[Aim of the exercise] Once the line with "Some(now + chrono::Duration::hours(6))" is found in the entries below, repeat it and each following line exactly, up to and including the line with "fn undecodable_expiry_reads_as_refresh_due(now: DateTime<Utc>)". Add no other lines.

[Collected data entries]
=== Section Start ===

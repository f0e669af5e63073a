//! Manually advanced clock.

use std::sync::Mutex;
use std::time::Duration;

use chrono::{DateTime, Local, TimeDelta, Utc};
use mockable::Clock;

/// Clock whose reading only moves when a test advances it.
pub struct MutableClock(Mutex<DateTime<Utc>>);

impl MutableClock {
    /// Build a clock rooted at `now`.
    pub fn new(now: DateTime<Utc>) -> Self {
        Self(Mutex::new(now))
    }

    /// Advance the reading by `delta`.
    pub fn advance(&self, delta: Duration) {
        let delta = TimeDelta::from_std(delta).expect("delta fits TimeDelta");
        *self.0.lock().expect("clock mutex") += delta;
    }
}

impl Clock for MutableClock {
    fn local(&self) -> DateTime<Local> {
        self.utc().with_timezone(&Local)
    }

    fn utc(&self) -> DateTime<Utc> {
        *self.0.lock().expect("clock mutex")
    }
}
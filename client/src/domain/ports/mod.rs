//! Driven ports the domain depends on.
//!
//! One port per file, each with its own error enum and, where useful, a
//! fixture implementation. Adapters live under `outbound`; tests mock these
//! traits or script them with in-memory doubles.

mod account_api;
mod auth_api;
mod http;
mod navigator;
mod notifications_api;
mod orders_api;
mod persistence;
mod realtime;
mod shopping_api;

pub use self::account_api::{AccountApi, ProfileUpdate};
pub use self::auth_api::{AuthApi, GoogleLogin};
pub use self::http::{ApiRequest, ApiResponse, ApiTransportError, HttpGateway, HttpMethod};
pub use self::navigator::{Navigator, RedirectTarget};
pub use self::notifications_api::NotificationsApi;
pub use self::orders_api::OrdersApi;
pub use self::persistence::{
    InMemoryStateStore, PersistedSession, SearchHistoryPersistence, SessionPersistence,
    StateStoreError,
};
pub use self::realtime::{RealtimeConnection, RealtimeConnector, RealtimeError};
pub use self::shopping_api::{CartKey, ShoppingApi};

#[cfg(test)]
pub use self::account_api::MockAccountApi;
#[cfg(test)]
pub use self::auth_api::MockAuthApi;
#[cfg(test)]
pub use self::http::MockHttpGateway;
#[cfg(test)]
pub use self::notifications_api::MockNotificationsApi;
#[cfg(test)]
pub use self::orders_api::MockOrdersApi;
#[cfg(test)]
pub use self::persistence::{MockSearchHistoryPersistence, MockSessionPersistence};
#[cfg(test)]
pub use self::shopping_api::MockShoppingApi;
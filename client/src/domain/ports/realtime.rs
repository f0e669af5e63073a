//! Real-time channel transport port.
//!
//! The connector opens one connection per authenticated user; the connection
//! yields raw text frames until the peer closes or the transport fails. The
//! channel manager owns parsing, dispatch, and the reconnect policy.

use async_trait::async_trait;

use crate::domain::auth::UserId;

/// Errors surfaced by the real-time transport.
///
/// These never reach the user: the channel manager logs them and falls back
/// to polling.
#[derive(Debug, Clone, PartialEq, Eq, thiserror::Error)]
pub enum RealtimeError {
    /// The connection could not be established.
    #[error("realtime connect failed: {message}")]
    Connect {
        /// Transport failure detail.
        message: String,
    },
    /// An established connection failed while reading.
    #[error("realtime read failed: {message}")]
    Read {
        /// Transport failure detail.
        message: String,
    },
}

impl RealtimeError {
    pub fn connect(message: impl Into<String>) -> Self {
        Self::Connect {
            message: message.into(),
        }
    }

    pub fn read(message: impl Into<String>) -> Self {
        Self::Read {
            message: message.into(),
        }
    }
}

/// An established real-time connection.
#[async_trait]
pub trait RealtimeConnection: Send {
    /// Wait for the next text frame.
    ///
    /// Returns `Ok(None)` when the peer closed the connection cleanly.
    async fn next_frame(&mut self) -> Result<Option<String>, RealtimeError>;

    /// Close the connection.
    async fn close(&mut self);
}

/// Port establishing real-time connections for one user.
#[async_trait]
pub trait RealtimeConnector: Send + Sync {
    /// Open a connection scoped to `user_id`.
    async fn connect(
        &self,
        user_id: &UserId,
    ) -> Result<Box<dyn RealtimeConnection>, RealtimeError>;
}
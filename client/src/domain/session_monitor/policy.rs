//! Idle and expiry policy state machine.
//!
//! Pure state: the service feeds in the clock reading and the decoded token
//! expiry, the policy answers with a directive. Idle wins over everything
//! else; a user who walked away is logged out even while the token is still
//! valid.

use std::time::Duration;

use chrono::{DateTime, Utc};

/// Default inactivity limit before a forced logout.
const DEFAULT_IDLE_TIMEOUT: Duration = Duration::from_secs(30 * 60);
/// Default horizon before expiry at which a proactive refresh starts.
const DEFAULT_REFRESH_HORIZON: Duration = Duration::from_secs(5 * 60);

/// Thresholds driving the monitor policy.
#[derive(Debug, Clone, Copy, PartialEq, Eq)]
pub struct MonitorThresholds {
    /// Inactivity limit before a forced logout.
    pub idle_timeout: Duration,
    /// Horizon before token expiry at which a proactive refresh starts.
    pub refresh_horizon: Duration,
}

impl Default for MonitorThresholds {
    fn default() -> Self {
        Self {
            idle_timeout: DEFAULT_IDLE_TIMEOUT,
            refresh_horizon: DEFAULT_REFRESH_HORIZON,
        }
    }
}

/// Why the policy demanded a logout.
#[derive(Debug, Clone, Copy, PartialEq, Eq)]
pub enum LogoutReason {
    /// No activity for at least the idle timeout.
    Idle,
}

/// Directive for one monitor check.
#[derive(Debug, Clone, Copy, PartialEq, Eq)]
pub enum MonitorDirective {
    /// Nothing to do until the next check.
    Continue,
    /// Refresh the access token now, before it expires.
    RefreshNow,
    /// End the session.
    ForceLogout(LogoutReason),
}

/// Mutable policy state shared across monitor checks.
#[derive(Debug, Clone)]
pub struct MonitorPolicyState {
    thresholds: MonitorThresholds,
    last_activity: DateTime<Utc>,
}

impl MonitorPolicyState {
    /// Build policy state rooted at the provided clock instant.
    #[must_use]
    pub fn new(now: DateTime<Utc>, thresholds: MonitorThresholds) -> Self {
        Self {
            thresholds,
            last_activity: now,
        }
    }

    /// Record a user interaction.
    pub fn record_activity(&mut self, now: DateTime<Utc>) {
        if now > self.last_activity {
            self.last_activity = now;
        }
    }

    /// Evaluate one check.
    ///
    /// `token_expiry` is the decoded access token expiry; `None` means the
    /// payload was not decodable, which reads as refresh-due so the session
    /// either proves itself renewable or ends.
    #[must_use]
    pub fn evaluate(
        &self,
        now: DateTime<Utc>,
        token_expiry: Option<DateTime<Utc>>,
    ) -> MonitorDirective {
        if self.is_idle(now) {
            return MonitorDirective::ForceLogout(LogoutReason::Idle);
        }

        let refresh_due = match token_expiry {
            None => true,
            Some(expiry) => match chrono::Duration::from_std(self.thresholds.refresh_horizon) {
                Ok(horizon) => expiry <= now + horizon,
                Err(_) => true,
            },
        };
        if refresh_due {
            MonitorDirective::RefreshNow
        } else {
            MonitorDirective::Continue
        }
    }

    fn is_idle(&self, now: DateTime<Utc>) -> bool {
        let Ok(idle_timeout) = chrono::Duration::from_std(self.thresholds.idle_timeout) else {
            return false;
        };
        now - self.last_activity >= idle_timeout
    }
}

#[cfg(test)]
mod tests {
    //! Regression coverage for this module.
    use chrono::TimeZone;
    use rstest::{fixture, rstest};

    use super::*;

    #[fixture]
    fn now() -> DateTime<Utc> {
        Utc.with_ymd_and_hms(2026, 3, 1, 12, 0, 0)
            .single()
            .expect("valid time")
    }

    fn far_expiry(now: DateTime<Utc>) -> Option<DateTime<Utc>> {
        Some(now + chrono::Duration::hours(6))
    }

    #[rstest]
    fn thirty_minutes_of_silence_forces_logout(now: DateTime<Utc>) {
        let state = MonitorPolicyState::new(now, MonitorThresholds::default());
        let later = now + chrono::Duration::minutes(30);
        assert_eq!(
            state.evaluate(later, far_expiry(later)),
            MonitorDirective::ForceLogout(LogoutReason::Idle)
        );
    }

    #[rstest]
    fn activity_just_before_the_limit_keeps_the_session(now: DateTime<Utc>) {
        let mut state = MonitorPolicyState::new(now, MonitorThresholds::default());
        let almost = now + chrono::Duration::minutes(29) + chrono::Duration::seconds(59);
        assert_eq!(
            state.evaluate(almost, far_expiry(almost)),
            MonitorDirective::Continue
        );

        state.record_activity(almost);
        let later = almost + chrono::Duration::minutes(29);
        assert_eq!(
            state.evaluate(later, far_expiry(later)),
            MonitorDirective::Continue
        );
    }

    #[rstest]
    #[case::inside_horizon(4, MonitorDirective::RefreshNow)]
    #[case::at_horizon(5, MonitorDirective::RefreshNow)]
    #[case::outside_horizon(6, MonitorDirective::Continue)]
    fn refresh_fires_inside_the_horizon(
        now: DateTime<Utc>,
        #[case] minutes_left: i64,
        #[case] expected: MonitorDirective,
    ) {
        let state = MonitorPolicyState::new(now, MonitorThresholds::default());
        let expiry = Some(now + chrono::Duration::minutes(minutes_left));
        assert_eq!(state.evaluate(now, expiry), expected);
    }

    #[rstest]
    fn undecodable_expiry_reads_as_refresh_due(now: DateTime<Utc>) {
        let state = MonitorPolicyState::new(now, MonitorThresholds::default());
        assert_eq!(state.evaluate(now, None), MonitorDirective::RefreshNow);
    }

    #[rstest]
    fn idle_wins_over_refresh(now: DateTime<Utc>) {
        let state = MonitorPolicyState::new(now, MonitorThresholds::default());
        let later = now + chrono::Duration::minutes(45);
        assert_eq!(
            state.evaluate(later, Some(later + chrono::Duration::minutes(1))),
            MonitorDirective::ForceLogout(LogoutReason::Idle)
        );
    }

    #[rstest]
    fn stale_activity_readings_do_not_rewind(now: DateTime<Utc>) {
        let mut state = MonitorPolicyState::new(now, MonitorThresholds::default());
        state.record_activity(now - chrono::Duration::minutes(10));
        let later = now + chrono::Duration::minutes(30);
        assert_eq!(
            state.evaluate(later, far_expiry(later)),
            MonitorDirective::ForceLogout(LogoutReason::Idle)
        );
    }
}
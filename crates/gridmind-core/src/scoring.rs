//! Scoring of sandbox outcomes against expected grids.
//!
//! Shape mismatches deny partial credit: a misaligned comparison would reward
//! incidental matches. Same-shape comparisons earn cell-accuracy in [0, 1],
//! which is the gradient signal the feedback formatter relays to the model.

use gridmind_domain::{ExampleResult, FailureKind, Grid};

use crate::sandbox::{ExitReason, SandboxOutcome};

/// Map a sandbox exit reason onto the failure taxonomy.
pub fn failure_kind_for_exit(exit: ExitReason) -> FailureKind {
    match exit {
        ExitReason::Ok => FailureKind::Ok,
        ExitReason::Nonzero => FailureKind::RuntimeError,
        ExitReason::KilledTimeout => FailureKind::Timeout,
        ExitReason::UnparseableOutput => FailureKind::InvalidOutput,
    }
}

/// Score one sandbox outcome against the expected grid.
pub fn score_example(outcome: &SandboxOutcome, expected: &Grid) -> ExampleResult {
    let Some(predicted) = &outcome.predicted else {
        return ExampleResult::failed(
            failure_kind_for_exit(outcome.exit),
            0.0,
            None,
            outcome.stderr_tail.clone(),
        );
    };

    if !predicted.same_shape(expected) {
        return ExampleResult::failed(
            FailureKind::ShapeMismatch,
            0.0,
            Some(predicted.clone()),
            format!(
                "expected {}, got {}",
                expected.shape_label(),
                predicted.shape_label()
            ),
        );
    }

    let matching = predicted.matching_cells(expected);
    let total = expected.cell_count();
    if matching == total {
        return ExampleResult::passing(predicted.clone());
    }

    ExampleResult::failed(
        FailureKind::Ok,
        matching as f32 / total as f32,
        Some(predicted.clone()),
        String::new(),
    )
}
//! Attempt records: per-example results and the per-iteration attempt
//! produced by one expert turn.
//!
//! Attempts are immutable once recorded; the aggregate fields are computed by
//! the constructor so the invariants `all_pass ⇔ every train result passed`
//! and `aggregate_score = mean(soft_score)` hold by construction.

use chrono::{DateTime, Utc};
use serde::{Deserialize, Serialize};

use crate::error::{DomainError, Result};
use crate::grid::Grid;

/// How a single training-example evaluation ended.
#[derive(Debug, Clone, Copy, PartialEq, Eq, Hash, Serialize, Deserialize)]
#[serde(rename_all = "snake_case")]
pub enum FailureKind {
    /// Program ran and the predicted grid matched exactly.
    Ok,
    /// Predicted grid has different dimensions than expected.
    ShapeMismatch,
    /// Child process raised or exited non-zero.
    RuntimeError,
    /// Child process exceeded the wall-clock limit.
    Timeout,
    /// Child output was not a valid grid.
    InvalidOutput,
    /// No program could be extracted from the model response.
    NoCode,
}

impl std::fmt::Display for FailureKind {
    fn fmt(&self, f: &mut std::fmt::Formatter<'_>) -> std::fmt::Result {
        let s = match self {
            FailureKind::Ok => "ok",
            FailureKind::ShapeMismatch => "shape_mismatch",
            FailureKind::RuntimeError => "runtime_error",
            FailureKind::Timeout => "timeout",
            FailureKind::InvalidOutput => "invalid_output",
            FailureKind::NoCode => "no_code",
        };
        write!(f, "{s}")
    }
}

/// Outcome of running a candidate program against one training example.
#[derive(Debug, Clone, PartialEq, Serialize, Deserialize)]
pub struct ExampleResult {
    /// Whether the example was solved exactly.
    pub success: bool,
    /// Cell-accuracy fraction in [0, 1].
    pub soft_score: f32,
    /// The grid the program produced, when it produced one.
    pub predicted: Option<Grid>,
    pub failure_kind: FailureKind,
    /// Bounded diagnostic text (stderr tail, error note); empty on success.
    pub diagnostic: String,
}

impl ExampleResult {
    /// A fully correct prediction.
    pub fn passing(predicted: Grid) -> Self {
        Self {
            success: true,
            soft_score: 1.0,
            predicted: Some(predicted),
            failure_kind: FailureKind::Ok,
            diagnostic: String::new(),
        }
    }

    /// A failed evaluation. `soft_score` must be below 1.0 for a failure;
    /// shape mismatches and absent predictions score 0.
    pub fn failed(
        failure_kind: FailureKind,
        soft_score: f32,
        predicted: Option<Grid>,
        diagnostic: impl Into<String>,
    ) -> Self {
        Self {
            success: false,
            soft_score,
            predicted,
            failure_kind,
            diagnostic: diagnostic.into(),
        }
    }
}

/// One expert turn: the proposed program and everything it scored.
#[derive(Debug, Clone, PartialEq, Serialize, Deserialize)]
pub struct Attempt {
    /// The candidate program text (may be empty when the gateway failed).
    pub program: String,
    /// Per-training-example results, aligned to the puzzle's training order.
    pub train_results: Vec<ExampleResult>,
    /// Predicted grids per test input; `None` where the program failed.
    pub test_predictions: Vec<Option<Grid>>,
    /// Mean soft score across training results.
    pub aggregate_score: f32,
    /// Whether every training result succeeded.
    pub all_pass: bool,
    /// 0-indexed PTR turn that produced this attempt.
    pub iteration_index: usize,
    /// Identity of the producing expert, e.g. `"deep#2"`.
    pub expert_id: String,
    /// Voting hint from the producing expert's configuration: when true, this
    /// attempt reinforces a matching passer group even if it failed training.
    pub failed_match_votes: bool,
    pub created_at: DateTime<Utc>,
}

impl Attempt {
    /// Build an attempt, computing `aggregate_score` and `all_pass` from the
    /// training results.
    pub fn new(
        program: impl Into<String>,
        train_results: Vec<ExampleResult>,
        test_predictions: Vec<Option<Grid>>,
        iteration_index: usize,
        expert_id: impl Into<String>,
        failed_match_votes: bool,
    ) -> Result<Self> {
        if train_results.is_empty() {
            return Err(DomainError::EmptyTrainResults);
        }
        let all_pass = train_results.iter().all(|r| r.success);
        let aggregate_score =
            train_results.iter().map(|r| r.soft_score).sum::<f32>() / train_results.len() as f32;
        Ok(Attempt {
            program: program.into(),
            train_results,
            test_predictions,
            aggregate_score,
            all_pass,
            iteration_index,
            expert_id: expert_id.into(),
            failed_match_votes,
            created_at: Utc::now(),
        })
    }

    /// Whether every test prediction is absent.
    pub fn all_predictions_null(&self) -> bool {
        self.test_predictions.iter().all(|p| p.is_none())
    }
}

/// Chronological attempts for one expert.
pub type ExpertHistory = Vec<Attempt>;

=== Section End ===

[Output of the exercise]
        Some(now + chrono::Duration::hours(6))
    }

    #[rstest]
    fn thirty_minutes_of_silence_forces_logout(now: DateTime<Utc>) {
        let state = MonitorPolicyState::new(now, MonitorThresholds::default());
        let later = now + chrono::Duration::minutes(30);
        assert_eq!(
            state.evaluate(later, far_expiry(later)),
            MonitorDirective::ForceLogout(LogoutReason::Idle)
        );
    }

    #[rstest]
    fn activity_just_before_the_limit_keeps_the_session(now: DateTime<Utc>) {
        let mut state = MonitorPolicyState::new(now, MonitorThresholds::default());
        let almost = now + chrono::Duration::minutes(29) + chrono::Duration::seconds(59);
        assert_eq!(
            state.evaluate(almost, far_expiry(almost)),
            MonitorDirective::Continue
        );

        state.record_activity(almost);
        let later = almost + chrono::Duration::minutes(29);
        assert_eq!(
            state.evaluate(later, far_expiry(later)),
            MonitorDirective::Continue
        );
    }

    #[rstest]
    #[case::inside_horizon(4, MonitorDirective::RefreshNow)]
    #[case::at_horizon(5, MonitorDirective::RefreshNow)]
    #[case::outside_horizon(6, MonitorDirective::Continue)]
    fn refresh_fires_inside_the_horizon(
        now: DateTime<Utc>,
        #[case] minutes_left: i64,
        #[case] expected: MonitorDirective,
    ) {
        let state = MonitorPolicyState::new(now, MonitorThresholds::default());
        let expiry = Some(now + chrono::Duration::minutes(minutes_left));
        assert_eq!(state.evaluate(now, expiry), expected);
    }

    #[rstest]
    fn undecodable_expiry_reads_as_refresh_due(now: DateTime<Utc>) {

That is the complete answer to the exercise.